There are a number of ways to make the workplace safer in occupational health and safety theory, using the hierarchy of hazard controls.
The first approach is to introduce engineering controls and administrative changes. These systemic modifications are usually more cost-effective and have a bigger impact, because they will remove the harm in the workplace to begin with. The next approach is the use of personal protective equipment. With the right equipment, workers can minimize the impact of harms to them in the workplace. Finally, occupational health and safety will look to training, which can help foster better awareness of hazards, and encourage workers to keep an eye out at all times.
A simple example would be the rise of carpal-tunnel syndrome in the workplace, a common occupational health condition found in a variety of workplaces. It may be present, for example in the office setting, due to workers spending long hours sitting at keyboards.

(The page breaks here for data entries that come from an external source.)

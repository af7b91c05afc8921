//! Cron endpoint authorization.
//!
//! Scheduler-driven endpoints carry no session; they authenticate with a
//! shared secret in the `x-cron-secret` header.

use axum::{async_trait, extract::FromRequestParts, http::request::Parts};
use std::sync::Arc;

use crate::web::error::ApiError;
use crate::web::handlers::AppState;

/// Header carrying the cron shared secret.
pub const CRON_SECRET_HEADER: &str = "x-cron-secret";

/// Extractor gating cron endpoints on the shared secret.
#[derive(Debug, Clone, Copy)]
pub struct CronAuth;

#[async_trait]
impl FromRequestParts<Arc<AppState>> for CronAuth {
    type Rejection = ApiError;

    async fn from_request_parts(
        parts: &mut Parts,
        state: &Arc<AppState>,
    ) -> Result<Self, Self::Rejection> {
        if state.cron_secret.is_empty() {
            return Err(ApiError::not_found("Cron endpoints are disabled"));
        }

        let provided = parts
            .headers
            .get(CRON_SECRET_HEADER)
            .and_then(|value| value.to_str().ok())
            .ok_or_else(|| ApiError::unauthorized("Missing cron secret"))?;

        if provided != state.cron_secret {
            return Err(ApiError::unauthorized("Invalid cron secret"));
        }

        Ok(CronAuth)
    }
}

The best approach would be to redesign work stations to change awkward wrist positions and minimize repetitive motions. Redesigning work methods might be introduced. If those do not work, an ergonomic keyboard may help for the office worker. And finally, training workers how to hold their wrists when typing, for example, might be attempted once these other measures have been introduced.
Could a similar paradigm help change the law firm? Before doing so, we’d have to identify what the workplace hazard we are attempting to address is. For most lawyers, it’s stress, isolation, and lack of internal supports.
So what would be the appropriate response to these hazards? We’d essentially have to redesign the law firm, literally and operationally. The appropriate protective equipment, the introduction of technological tools, would also face significant resistance to change due to the same institutional factors that create the hazards.
We explored what a new type of collaborative approach within law might look like this past week at Osgoode Hall, during the Tech Transformation and the Law course this past week. Although we discussed changing the physical work space in a law firm, we also explored the social work space. Resistance to technology is usually premised in social structures of highly hierarchical and high power distance institutions like most law firms.
I discussed group dynamics in law firms, how they need to change, and what a self-directed work team in law might look like. We used my article in BC Legal Management Association’s Spring 2017 newsletter to discuss how organizational behaviour could be used to boost employee engagement in a firm.
I also introduced Anne Brafford’s 2014 thesis, Building the Positive Law Firm: The Legal Profession at Its Best, where she provides a blueprint for a new law firm. By implementing a framework that looks to the needs of internal stakeholders (read lawyers, including junior associates), law firms can create greater meaning and significance to members of the profession. Instead of simply looking to financial success of the firm, the partners would look at the well-being of its lawyers.
These principles are not strictly theory. Heidi Gardner has demonstrated in several places how law firms who employ greater collaboration can actually be more successful on all indicators.
The designs exist. What we seem to be missing are the architects of these new social structures in the landscape of Canadian law firms.